By allowing ads to appear on this site, you support the local businesses who, in turn, support great journalism.
Storm runoff could stall future growth in areas north of the 120 Bypass
Perspective
french camp outlet
The box culvert on Louise Avenue two days after the peak flow during storm events of January 2024.

Mother Nature is flirting with 100 degrees and there is not a rain cloud in the sky.

Yet rainwater is threatening Manteca’s growth engine — housing development.

It’s because the French Camp Outlet that South San Joaquin Irrigation District put in place over 110 years ago is nearing capacity.

And when it does reach that point in terms of hydrology models that calculate runoff from storms, rest assured the current SSJID board won’t continue approving Manteca development that needs to drain storm water into the outlet and out to the San Joaquin River.

You read that right.

The SSJID effectivley needs to approve all Manteca development that drains into the outlet. And to do so without increasing its capacity would clearly open the district to liability exposure if flooding occurs because the outlet — coupled with the city’s extensive storm retention basins — can’t contain the water.

Most of Manteca has — and is — being built on farmland served by SSJID irrigation ditches.

Over the years as growth has occurred, the ditches have been replaced with buried pipe.

The French Camp Outlet along the railroad tracks separating Manteca and Lathrop, is one of several that drain the irrigation system into the river, was never put in place for whisking away city storm water.

It was designed to ferry overflow from irrigation runs.

The outlet may need to be widened and/ or deepened. But there are also serious issues with culverts such as the one below Louise Avenue.

Years ago, the SSJID allowed Manteca to basically piggyback on the gravity flow outlet to avoid the costs of building their own outlet.

Manteca has started work on a $7.9 million outlet point with pumps and initial piping in a bid to drain areas in the city south of the Bypass.

But that doesn’t address the growing capacity issue for the French Camp outlet needed to deal with storm water for more than 3,000 homes already approved or are in the entitlement process in the northern part of Manteca and developments yet to come.

This wouldn’t have been an issue as modifications would either already be in place or on the way hadn’t the civic leadership in 2020 took the advice of city staff and declined to accept the results of a SSJID study that identified work that needed to be done on the outlet and delineated costs for getting the job done.

The city staff thought the cost was too high and they could do it better. They convinced the council at the time to commission another study.

The SSJID — whose forte is essentially capturing, storing, delivering, treating, controlling, and getting rid of water — didn’t argue, noting it was the city’s prerogative.

The city’s “second look” is still being studied.

Meanwhile, the SSJID plan remains good to go for the improvements the city needs to fund.

It could take until 2027 for work to be done on the city’s “second look” that was driven by the assumption the consultants they hired could address the capacity problem in a less expensive manner.

After that is done, the city needs to figure out how to fund the work and build it.

That means you could be looking at 2030 as the earliest anything would be touched.

The city, in that case, might be forced to temporarily suspend approving new development.

Go back to the heavy storms of January 2024. That’s when peak flows in the outlet came within inches of the top of the box culvert under Louise Avenue.

There’s been more growth since then that means more impermeable surfaces which translates into more runoff.

A repeat of the January 2024 events — the same intensity, slightly higher, or for more days — clearly would create serious operational issues.

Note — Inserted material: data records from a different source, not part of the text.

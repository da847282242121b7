//! Error types for flowspec
//!
//! Carrier-level failures only: reading or decoding the document. Problems
//! found *inside* a well-formed document are diagnostics on the
//! `ValidationReport`, never `Error`s.

use thiserror::Error;

/// Result type alias
pub type Result<T> = std::result::Result<T, Error>;

/// flowspec errors
#[derive(Error, Debug)]
pub enum Error {
    #[error("Invalid document: {0}")]
    Document(String),

    #[error("IO error: {0}")]
    Io(#[from] std::io::Error),

    #[error("YAML error: {0}")]
    Yaml(#[from] serde_norway::Error),

    #[error("JSON error: {0}")]
    Json(#[from] serde_json::Error),

    #[error("{0}")]
    Other(String),
}

impl From<&str> for Error {
    fn from(s: &str) -> Self {
        Error::Other(s.to_string())
    }
}

impl From<String> for Error {
    fn from(s: String) -> Self {
        Error::Other(s)
    }
}
//! Dependency-graph analysis over the checkpoint DAG
//!
//! Ancestry queries walk an action's (or thread group's) effective
//! checkpoint: comparison operands contribute their referenced actions as
//! direct ancestors, checkpoint references recurse. Under a guarantee
//! query, OR gates only satisfy the ancestor when every branch
//! independently reaches it. Cycle detection is a depth-first scan with a
//! path set, entered from every action in document order.

use crate::collect::operand_action_id;
use crate::validator::Validator;
use serde_json::Value;
use std::collections::BTreeSet;

const THREADED_CONTEXT_NOTE: &str = "; NOTE: actions with threaded context implicitly depend on \
     the referenced thread group's checkpoint (ThreadGroup.depends_on)";

impl Validator {
    /// Does the action's dependency graph reach `ancestor_id`? With
    /// `guarantee`, every branch of any OR gate on the way must reach it.
    pub(crate) fn action_has_ancestor(
        &self,
        action_id: &str,
        ancestor_id: &str,
        guarantee: bool,
    ) -> bool {
        let Some(Some(alias)) = self.action_checkpoints.get(action_id) else {
            return false;
        };
        let mut visited = Vec::new();
        self.checkpoint_reaches(alias, ancestor_id, guarantee, &mut visited)
    }

    pub(crate) fn thread_group_has_ancestor(
        &self,
        thread_group_id: &str,
        ancestor_id: &str,
    ) -> bool {
        let Some(alias) = self.thread_group_checkpoints.get(thread_group_id) else {
            return false;
        };
        let mut visited = Vec::new();
        self.checkpoint_reaches(alias, ancestor_id, false, &mut visited)
    }

    /// Any of `candidates` (excluding the action itself) an ancestor?
    pub(crate) fn has_any_ancestor(&self, action_id: &str, candidates: &[String]) -> bool {
        candidates
            .iter()
            .filter(|candidate| candidate.as_str() != action_id)
            .any(|candidate| self.action_has_ancestor(action_id, candidate, false))
    }

    fn checkpoint_reaches(
        &self,
        alias: &str,
        ancestor_id: &str,
        guarantee: bool,
        visited: &mut Vec<String>,
    ) -> bool {
        if visited.iter().any(|seen| seen == alias) {
            return false;
        }
        visited.push(alias.to_string());

        let Some(checkpoint) = self.checkpoints.get(alias) else {
            // broken checkpoint ref; reported elsewhere, do not cascade
            return true;
        };

        let check_all_branches = guarantee
            && checkpoint.get("gate_type").and_then(Value::as_str) == Some("OR");

        let Some(dependencies) = checkpoint.get("dependencies").and_then(Value::as_array) else {
            return true;
        };

        for dependency in dependencies {
            let branch_reaches = if let Some(compare) = dependency.get("compare") {
                ["left", "right"]
                    .iter()
                    .filter_map(|side| operand_action_id(compare, side))
                    .any(|referenced| {
                        if referenced == ancestor_id {
                            return true;
                        }
                        match self.action_checkpoints.get(&referenced) {
                            Some(Some(next_alias)) => self.checkpoint_reaches(
                                next_alias,
                                ancestor_id,
                                guarantee,
                                visited,
                            ),
                            _ => false,
                        }
                    })
            } else if let Some(reference) = dependency.get("checkpoint").and_then(Value::as_str) {
                match self.checkpoint_alias_of_ref(reference) {
                    Some(next_alias) => {
                        self.checkpoint_reaches(&next_alias, ancestor_id, guarantee, visited)
                    }
                    // broken ref; do not cascade
                    None => true,
                }
            } else {
                false
            };

            if check_all_branches {
                if !branch_reaches {
                    return false;
                }
            } else if branch_reaches {
                return true;
            }
        }

        check_all_branches
    }

    /// One diagnostic for the first dependency cycle found, if any.
    pub(crate) fn detect_circular_dependencies(&self) -> Vec<String> {
        let mut visited = BTreeSet::new();
        for action_id in &self.action_order {
            let errors = self.explore_action(action_id, &mut visited, &[]);
            if !errors.is_empty() {
                return errors;
            }
        }
        Vec::new()
    }

    fn explore_action(
        &self,
        action_id: &str,
        visited: &mut BTreeSet<String>,
        dependency_path: &[String],
    ) -> Vec<String> {
        if dependency_path.iter().any(|id| id == action_id) {
            let mut error = if dependency_path.len() > 1 {
                format!(
                    "Circular dependency detected (dependency path: [{}])",
                    dependency_path.join(", ")
                )
            } else {
                format!(
                    "An action cannot have itself as a dependency (action:{})",
                    action_id
                )
            };
            if dependency_path
                .iter()
                .any(|id| self.threaded_action_ids.contains(id))
            {
                error.push_str(THREADED_CONTEXT_NOTE);
            }
            return vec![error];
        }

        if !visited.insert(action_id.to_string()) {
            return Vec::new();
        }

        let Some(Some(alias)) = self.action_checkpoints.get(action_id) else {
            return Vec::new();
        };
        let Some(checkpoint) = self.checkpoints.get(alias) else {
            return Vec::new();
        };

        let mut path = dependency_path.to_vec();
        path.push(action_id.to_string());

        let errors = self.explore_checkpoint(checkpoint, visited, &path);
        errors.into_iter().take(1).collect()
    }

    fn explore_checkpoint(
        &self,
        checkpoint: &Value,
        visited: &mut BTreeSet<String>,
        dependency_path: &[String],
    ) -> Vec<String> {
        let Some(dependencies) = checkpoint.get("dependencies").and_then(Value::as_array) else {
            return Vec::new();
        };

        for dependency in dependencies {
            if let Some(compare) = dependency.get("compare") {
                for side in ["left", "right"] {
                    let Some(reference) = compare
                        .get(side)
                        .and_then(|operand| operand.get("ref"))
                        .and_then(Value::as_str)
                    else {
                        continue;
                    };

                    let errors = if crate::refs::is_variable(reference) {
                        // a thread variable makes the thread group's own
                        // checkpoint an implicit dependency
                        self.explore_implicit_thread_dependency(
                            checkpoint,
                            visited,
                            dependency_path,
                        )
                    } else if let Some(action_id) = operand_action_id(compare, side) {
                        self.explore_action(&action_id, visited, dependency_path)
                    } else {
                        Vec::new()
                    };

                    if !errors.is_empty() {
                        return errors;
                    }
                }
            } else if let Some(reference) = dependency.get("checkpoint").and_then(Value::as_str) {
                let Some(nested) = self.lookup_checkpoint(reference) else {
                    // broken ref; reported elsewhere
                    return Vec::new();
                };
                let errors = self.explore_checkpoint(nested, visited, dependency_path);
                if !errors.is_empty() {
                    return errors;
                }
            }
        }

        Vec::new()
    }

    fn explore_implicit_thread_dependency(
        &self,
        checkpoint: &Value,
        visited: &mut BTreeSet<String>,
        dependency_path: &[String],
    ) -> Vec<String> {
        let Some(context) = self.entity_ref(checkpoint, "context", crate::refs::RefKind::ThreadGroup)
        else {
            return Vec::new();
        };
        let Some(alias) = self.thread_group_checkpoints.get(context.ref_id()) else {
            return Vec::new();
        };
        let Some(thread_checkpoint) = self.checkpoints.get(alias) else {
            return Vec::new();
        };
        self.explore_checkpoint(thread_checkpoint, visited, dependency_path)
    }
}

And those issues in a worst case scenario would manifest into situations where neighborhood storm basins throughout Manteca — unable to release more water into the storm drain system or to accept more water to temporarily store — would be overwhelmed.

That would lead, at best, to localized street flooding in newer neighborhoods and, at worst, some yards, homes, and stores possible being flooded in older parts of the city.

The lack of adequate drainage in southwest Manteca has forced some developers to convert large swaths of approved home building lots into temporary storm ponds.

Thanks to the high ground water table, the storm runoff collected in those temporary ponds takes an excruciating long time to seep into the ground.

And while the SSJID is working with the City of Manteca to find a temporary work around solution to allow the building of the elementary school at the Tara site in southwest Manteca that needed to be under construction by now, don’t expect the district to be so accommodating with future development that has drainage issues.